There’s an assumption in our world that only the bold, the loud, the explorers are the ones who win and make things successful. And if I’m honest, that description doesn’t fit most of us who work in small businesses or inside the corporate world.
So where does that leave those of us whose Myers-Briggs personalities start with “IN”? Those of us trying to make our way — navigating corporate minefields on one hand, or trying to blaze our own trail as entrepreneurs on the other.
Fortunately, the roadmap through life doesn’t start with “Only the Bold and Loud Shall Pass,” guarded by the business world’s version of the Gray Wizard. The slate is blank. Wide open. Waiting for us to blaze our own trail.
The harder part is making the decisions. Taking the steps. Moving forward when the questions start piling up.
Is this right?
What would a committee suggest?
If I only had a team to help me.
So how do we form teams or advisors when we don’t actually have a team?

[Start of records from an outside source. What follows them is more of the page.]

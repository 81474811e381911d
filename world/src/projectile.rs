use gremlins_core::{
    Direction, Event, PixelPoint, ProjectileId, ProjectileKind, ProjectileSnapshot, ProjectileView,
};

use crate::{grid::Grid, mover::Mover};

/// Ballistic entity fired by a weapon.
#[derive(Clone, Debug, PartialEq, Eq)]
pub struct Projectile {
    id: ProjectileId,
    kind: ProjectileKind,
    mover: Mover,
    collisions_left: u32,
}

impl Projectile {
    /// Creates an aligned projectile travelling along `direction`.
    #[must_use]
    pub const fn new(
        id: ProjectileId,
        kind: ProjectileKind,
        position: PixelPoint,
        direction: Direction,
    ) -> Self {
        Self {
            id,
            kind,
            mover: Mover::new(position, direction, kind.speed(), kind.etherealness()),
            collisions_left: kind.collision_budget(),
        }
    }

    /// Identifier of the projectile.
    #[must_use]
    pub const fn id(&self) -> ProjectileId {
        self.id
    }

    /// Type of the projectile.
    #[must_use]
    pub const fn kind(&self) -> ProjectileKind {
        self.kind
    }

    /// Movement state of the projectile.
    #[must_use]
    pub const fn mover(&self) -> &Mover {
        &self.mover
    }

    /// Tile impacts left before the projectile is removed.
    #[must_use]
    pub const fn collisions_left(&self) -> u32 {
        self.collisions_left
    }

    /// Advances the projectile by one tick; returns whether it stays active.
    ///
    /// A bouncing projectile re-runs the whole sequence after every impact.
    /// Each impact consumes budget, so the loop ends after at most
    /// `collision_budget + 1` rounds.
    pub fn tick(&mut self, grid: &mut Grid, out_events: &mut Vec<Event>) -> bool {
        loop {
            if self.mover.advance_move() {
                return true;
            }

            let facing = self.mover.facing();
            if self.mover.start_move(facing, grid, false) {
                return true;
            }

            let Some(cell) = self.mover.cell_ahead().filter(|cell| grid.contains(*cell)) else {
                return false;
            };

            let breaks = self.kind.penetration().breaks(grid.strength_at(cell));
            if breaks && grid.destroy(cell) {
                out_events.push(Event::TileDestroyed { cell });
            }

            if self.collisions_left == 0 {
                return false;
            }
            self.collisions_left -= 1;

            if self.kind.bounces() {
                self.mover.turn(facing.flip());
                continue;
            }

            if breaks {
                let _ = self.mover.start_move(facing, grid, true);
                return true;
            }

            return false;
        }
    }

    pub(crate) fn snapshot(&self) -> ProjectileSnapshot {
        ProjectileSnapshot {
            id: self.id,
            kind: self.kind,
            position: self.mover.position(),
            facing: self.mover.facing(),
        }
    }
}

/// Active projectiles of a level along with the identifier allocator.
#[derive(Clone, Debug, Default)]
pub struct Projectiles {
    active: Vec<Projectile>,
    next_id: u32,
}

impl Projectiles {
    /// Creates an empty collection.
    #[must_use]
    pub fn new() -> Self {
        Self::default()
    }

    /// Adds a projectile and announces it.
    pub fn spawn(
        &mut self,
        kind: ProjectileKind,
        position: PixelPoint,
        direction: Direction,
        out_events: &mut Vec<Event>,
    ) -> ProjectileId {
        let id = ProjectileId::new(self.next_id);
        self.next_id = self.next_id.wrapping_add(1);
        self.active.push(Projectile::new(id, kind, position, direction));
        out_events.push(Event::ProjectileFired {
            projectile: id,
            kind,
            position,
            direction,
        });
        id
    }

    /// Advances every projectile, dropping the ones that became inactive.
    pub fn tick(&mut self, grid: &mut Grid, out_events: &mut Vec<Event>) {
        self.active
            .retain_mut(|projectile| projectile.tick(grid, out_events));
    }

    /// Removes the listed projectiles.
    pub fn remove(&mut self, spent: &[ProjectileId]) {
        if spent.is_empty() {
            return;
        }
        self.active.retain(|projectile| !spent.contains(&projectile.id));
    }

    /// Iterator over the active projectiles in firing order.
    pub fn iter(&self) -> impl Iterator<Item = &Projectile> {
        self.active.iter()
    }

    /// Number of active projectiles.
    #[must_use]
    pub fn len(&self) -> usize {
        self.active.len()
    }

    /// Reports whether no projectile is active.
    #[must_use]
    pub fn is_empty(&self) -> bool {
        self.active.is_empty()
    }

    /// Captures a read-only view of the active projectiles.
    #[must_use]
    pub fn view(&self) -> ProjectileView {
        ProjectileView::from_snapshots(self.active.iter().map(Projectile::snapshot).collect())
    }
}
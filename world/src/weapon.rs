use std::time::Duration;

use gremlins_core::{
    CollisionCategory, Direction, Event, PixelPoint, ProjectileKind, FRAME_DURATION,
};

use crate::projectile::Projectiles;

/// Cooldown-gated launcher owned by a single wielder.
///
/// Not `Clone`: every wielder receives its own weapon from an [`Armory`].
#[derive(Debug, PartialEq, Eq)]
pub struct Weapon {
    kind: ProjectileKind,
    cooldown: Duration,
    remaining: Duration,
}

impl Weapon {
    /// Creates a ready weapon.
    #[must_use]
    pub const fn new(kind: ProjectileKind, cooldown: Duration) -> Self {
        Self {
            kind,
            cooldown,
            remaining: Duration::ZERO,
        }
    }

    /// Type of projectile the weapon spawns.
    #[must_use]
    pub const fn kind(&self) -> ProjectileKind {
        self.kind
    }

    /// Time left before the weapon can fire again.
    #[must_use]
    pub const fn remaining(&self) -> Duration {
        self.remaining
    }

    /// Reports whether the weapon can fire.
    #[must_use]
    pub const fn is_ready(&self) -> bool {
        self.remaining.is_zero()
    }

    /// Remaining share of the cooldown, from `0.0` (ready) to `1.0`.
    #[must_use]
    pub fn cooldown_fraction(&self) -> f32 {
        if self.cooldown.is_zero() {
            return 0.0;
        }
        self.remaining.as_secs_f32() / self.cooldown.as_secs_f32()
    }

    /// Spawns a projectile from the tile containing `position`.
    ///
    /// Returns `false` without side effects while cooling down.
    pub fn fire(
        &mut self,
        position: PixelPoint,
        direction: Direction,
        sink: &mut Projectiles,
        out_events: &mut Vec<Event>,
    ) -> bool {
        if !self.is_ready() {
            return false;
        }

        let _ = sink.spawn(self.kind, position.snapped(), direction, out_events);
        self.remaining = self.cooldown;
        true
    }

    /// Counts the cooldown down by one frame.
    pub fn tick_cooldown(&mut self) {
        self.remaining = self.remaining.saturating_sub(FRAME_DURATION);
    }
}

/// Issues fresh weapons using the cooldowns of the current level.
#[derive(Clone, Copy, Debug, PartialEq, Eq)]
pub struct Armory {
    wizard_cooldown: Duration,
    enemy_cooldown: Duration,
}

impl Armory {
    /// Creates an armory with the provided per-side cooldowns.
    #[must_use]
    pub const fn new(wizard_cooldown: Duration, enemy_cooldown: Duration) -> Self {
        Self {
            wizard_cooldown,
            enemy_cooldown,
        }
    }

    /// Issues a ready weapon firing `kind`, cooled down per the projectile's side.
    #[must_use]
    pub const fn issue(&self, kind: ProjectileKind) -> Weapon {
        let cooldown = match kind.category() {
            CollisionCategory::Player => self.wizard_cooldown,
            CollisionCategory::Enemy => self.enemy_cooldown,
        };
        Weapon::new(kind, cooldown)
    }
}
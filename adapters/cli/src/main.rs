#![deny(
    unsafe_code,
    missing_docs,
    dead_code,
    unused_results,
    non_snake_case,
    unreachable_pub
)]

//! Command-line adapter that plays a Gremlins campaign without a window.

mod autopilot;
mod config;

use std::path::PathBuf;

use anyhow::{Context, Result};
use clap::Parser;
use gremlins_core::{Command, Event, FrameInput, GameStatus, Outcome};
use gremlins_world::{self as world, query, Game};
use log::{debug, info};

use crate::autopilot::Autopilot;

const DEFAULT_SEED: u64 = 0x6772_656d_6c69_6e73;

#[derive(Debug, Parser)]
#[command(name = "gremlins", about = "Plays a Gremlins campaign headlessly")]
struct Args {
    /// Campaign configuration file.
    #[arg(long, default_value = "gremlins.toml")]
    config: PathBuf,
    /// Number of frames to simulate.
    #[arg(long, default_value_t = 3600)]
    frames: u32,
    /// Seed overriding the one in the configuration file.
    #[arg(long)]
    seed: Option<u64>,
    /// Drive the wizard with a seeded random walk.
    #[arg(long)]
    autopilot: bool,
}

/// Tallies gathered while a session runs.
#[derive(Clone, Debug, Default, PartialEq, Eq)]
struct Summary {
    frames: u32,
    shots: u32,
    kills: u32,
    hits: u32,
    levels_started: u32,
}

impl Summary {
    fn record(&mut self, events: &[Event]) {
        for event in events {
            debug!("{event:?}");
            match event {
                Event::ProjectileFired { .. } => self.shots += 1,
                Event::EnemyKilled { .. } => self.kills += 1,
                Event::PlayerHit { .. } => self.hits += 1,
                Event::LevelStarted { .. } => self.levels_started += 1,
                _ => {}
            }
        }
    }
}

/// Entry point for the Gremlins command-line interface.
fn main() -> Result<()> {
    env_logger::Builder::from_env(env_logger::Env::default().default_filter_or("info")).init();
    let args = Args::parse();

    let config = config::load(&args.config)?;
    let seed = args.seed.or(config.seed).unwrap_or(DEFAULT_SEED);
    info!("starting campaign from {} with seed {seed}", args.config.display());

    let mut summary = Summary::default();
    let mut events = Vec::new();
    let mut game =
        Game::start(config.settings, seed, &mut events).context("failed to start campaign")?;
    summary.record(&events);

    let mut autopilot = args.autopilot.then(|| Autopilot::new(seed.wrapping_add(1)));
    run(&mut game, args.frames, autopilot.as_mut(), &mut summary);

    let progress = query::progress(&game);
    let lives = query::hud(&game).map_or(0, |hud| hud.lives);
    let status = match query::status(&game) {
        GameStatus::Playing => "in progress",
        GameStatus::Finished(Outcome::Won) => "won",
        GameStatus::Finished(Outcome::Lost) => "lost",
    };
    println!(
        "{status} after {} frames: level {} of {} ({} started), {lives} lives, {} shots, {} kills, {} hits",
        summary.frames,
        progress.number.min(progress.total),
        progress.total,
        summary.levels_started,
        summary.shots,
        summary.kills,
        summary.hits,
    );
    Ok(())
}

/// Ticks the game until `frames` elapse or the campaign finishes.
fn run(
    game: &mut Game,
    frames: u32,
    mut autopilot: Option<&mut Autopilot>,
    summary: &mut Summary,
) {
    let mut events = Vec::new();
    for _ in 0..frames {
        if query::status(game) != GameStatus::Playing {
            break;
        }

        let aligned =
            query::level(game).is_some_and(|level| level.player().mover().is_aligned());
        let input = autopilot
            .as_deref_mut()
            .map_or_else(FrameInput::default, |pilot| pilot.next_input(aligned));

        events.clear();
        world::apply(game, Command::Tick { input }, &mut events);
        summary.frames += 1;
        summary.record(&events);
    }
}
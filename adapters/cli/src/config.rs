use std::{
    fs,
    path::{Path, PathBuf},
};

use anyhow::{bail, Context, Result};
use gremlins_core::{CampaignSettings, LevelSettings};
use serde::Deserialize;

/// Campaign settings and seed read from a configuration file.
#[derive(Clone, Debug, PartialEq)]
pub(crate) struct Config {
    /// Lives and levels of the campaign.
    pub(crate) settings: CampaignSettings,
    /// Seed requested by the file, if any.
    pub(crate) seed: Option<u64>,
}

#[derive(Debug, Deserialize)]
#[serde(deny_unknown_fields)]
struct ConfigFile {
    lives: u32,
    #[serde(default)]
    seed: Option<u64>,
    levels: Vec<LevelEntry>,
}

#[derive(Debug, Deserialize)]
#[serde(deny_unknown_fields)]
struct LevelEntry {
    layout: PathBuf,
    wizard_cooldown: f64,
    enemy_cooldown: f64,
}

/// Loads the configuration at `path`, reading layouts relative to it.
pub(crate) fn load(path: &Path) -> Result<Config> {
    load_with_reader(path, |layout| {
        fs::read_to_string(layout)
            .with_context(|| format!("failed to read level layout at {}", layout.display()))
    })
}

fn load_with_reader(
    path: &Path,
    mut reader: impl FnMut(&Path) -> Result<String>,
) -> Result<Config> {
    let contents = fs::read_to_string(path)
        .with_context(|| format!("failed to read configuration at {}", path.display()))?;
    let base = path
        .parent()
        .map(Path::to_path_buf)
        .unwrap_or_else(|| PathBuf::from("."));
    parse_config(&contents, &base, &mut reader)
}

fn parse_config(
    contents: &str,
    base_path: &Path,
    reader: &mut impl FnMut(&Path) -> Result<String>,
) -> Result<Config> {
    let file: ConfigFile =
        toml::from_str(contents).context("failed to parse configuration toml contents")?;
    if file.levels.is_empty() {
        bail!("configuration lists no levels");
    }

    let mut levels = Vec::with_capacity(file.levels.len());
    for entry in file.levels {
        if !entry.wizard_cooldown.is_finite() || entry.wizard_cooldown < 0.0 {
            bail!(
                "invalid wizard cooldown {} for {}",
                entry.wizard_cooldown,
                entry.layout.display()
            );
        }
        if !entry.enemy_cooldown.is_finite() || entry.enemy_cooldown < 0.0 {
            bail!(
                "invalid enemy cooldown {} for {}",
                entry.enemy_cooldown,
                entry.layout.display()
            );
        }
        let layout = reader(&base_path.join(&entry.layout))?;
        levels.push(LevelSettings {
            layout,
            wizard_cooldown: entry.wizard_cooldown,
            enemy_cooldown: entry.enemy_cooldown,
        });
    }

    Ok(Config {
        settings: CampaignSettings {
            lives: file.lives,
            levels,
        },
        seed: file.seed,
    })
}
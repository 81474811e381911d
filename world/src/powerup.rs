use std::time::Duration;

use gremlins_core::{PowerupKind, PowerupSnapshot, FRAMES_PER_SECOND, FRAME_DURATION};
use rand::Rng;

/// Change in a powerup's timers reported by [`Powerup::tick`].
#[derive(Clone, Copy, Debug, PartialEq, Eq)]
pub enum PowerupTransition {
    /// The availability countdown finished; the powerup can be collected.
    Available,
    /// The active countdown finished; the granted weapon must be removed.
    Expired,
}

/// Timer state machine carried by a powerup tile.
///
/// Exactly one countdown is live at a time: the active timer while the granted
/// weapon is held, otherwise the availability timer until the powerup can be
/// collected again.
#[derive(Clone, Debug, PartialEq, Eq)]
pub struct Powerup {
    kind: PowerupKind,
    available: bool,
    active_frames: u32,
    availability_frames: u32,
}

impl Powerup {
    /// Creates a powerup that becomes available after its idle period.
    #[must_use]
    pub fn new(kind: PowerupKind) -> Self {
        Self {
            kind,
            available: false,
            active_frames: 0,
            availability_frames: idle_seconds(kind) * FRAMES_PER_SECOND,
        }
    }

    /// Type of the powerup.
    #[must_use]
    pub const fn kind(&self) -> PowerupKind {
        self.kind
    }

    /// Reports whether the powerup can be collected.
    #[must_use]
    pub const fn is_available(&self) -> bool {
        self.available
    }

    /// Reports whether the granted weapon is currently held.
    #[must_use]
    pub const fn is_active(&self) -> bool {
        self.active_frames > 0
    }

    /// Time left before the granted weapon is removed.
    #[must_use]
    pub fn active_for(&self) -> Duration {
        FRAME_DURATION * self.active_frames
    }

    /// Ticks left before the powerup becomes available.
    #[must_use]
    pub const fn availability_frames(&self) -> u32 {
        self.availability_frames
    }

    /// Advances whichever countdown is live by one frame.
    pub fn tick(&mut self) -> Option<PowerupTransition> {
        if self.active_frames > 0 {
            self.active_frames -= 1;
            return (self.active_frames == 0).then_some(PowerupTransition::Expired);
        }

        if self.availability_frames > 0 {
            self.availability_frames -= 1;
            if self.availability_frames == 0 {
                self.available = true;
                return Some(PowerupTransition::Available);
            }
        }

        None
    }

    /// Collects the powerup if it is available.
    ///
    /// Starts the active countdown and rolls the next availability countdown
    /// between half and one and a half idle periods.
    pub fn contact<R>(&mut self, rng: &mut R) -> bool
    where
        R: Rng + ?Sized,
    {
        if !self.available {
            return false;
        }

        self.available = false;
        self.active_frames = self.kind.active_seconds() * FRAMES_PER_SECOND;
        let idle = f64::from(idle_seconds(self.kind) * FRAMES_PER_SECOND);
        let roll = (rng.gen::<f64>() + 0.5) * idle;
        // A zero countdown would never fire the availability transition.
        self.availability_frames = (roll as u32).max(1);
        true
    }

    /// Ends the active countdown early; returns whether it was running.
    pub fn force_expire(&mut self) -> bool {
        let was_active = self.is_active();
        self.active_frames = 0;
        was_active
    }

    pub(crate) fn snapshot(&self) -> PowerupSnapshot {
        PowerupSnapshot {
            kind: self.kind,
            available: self.available,
            active_for: self.active_for(),
        }
    }
}

fn idle_seconds(kind: PowerupKind) -> u32 {
    kind.period_seconds().saturating_sub(kind.active_seconds())
}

For me, it means reaching out to friends who are doing similar things. Just this morning I had a conversation with a friend and fellow podcaster about adding a team member to streamline my podcast work. While I was at Iowa Pork Congress, I had conversations with other consultants about how we might work together on joint projects that could help us both.
We all have support somewhere in our networks. The harder part is dropping the walls and admitting we need help. For many of us, that is a much bigger hurdle than we care to admit.
Asking for help is an admission that I am a Ph.D. who does not have all the answers. An admission that doesn’t shock my friends, I know. And it’s also an admission that even with nearly three decades of experience, I’m swimming in new waters.
So today, as I drain the last of the coffee from the pot sitting in the Terra Level Executive Suite, I’ll work on my projects. Not because I’m certain each task is the right move, but because movement beats paralysis. And because somewhere in my network, someone else is doing the same thing — feeling the same uncertainty — and maybe we’ll figure it out together, separately.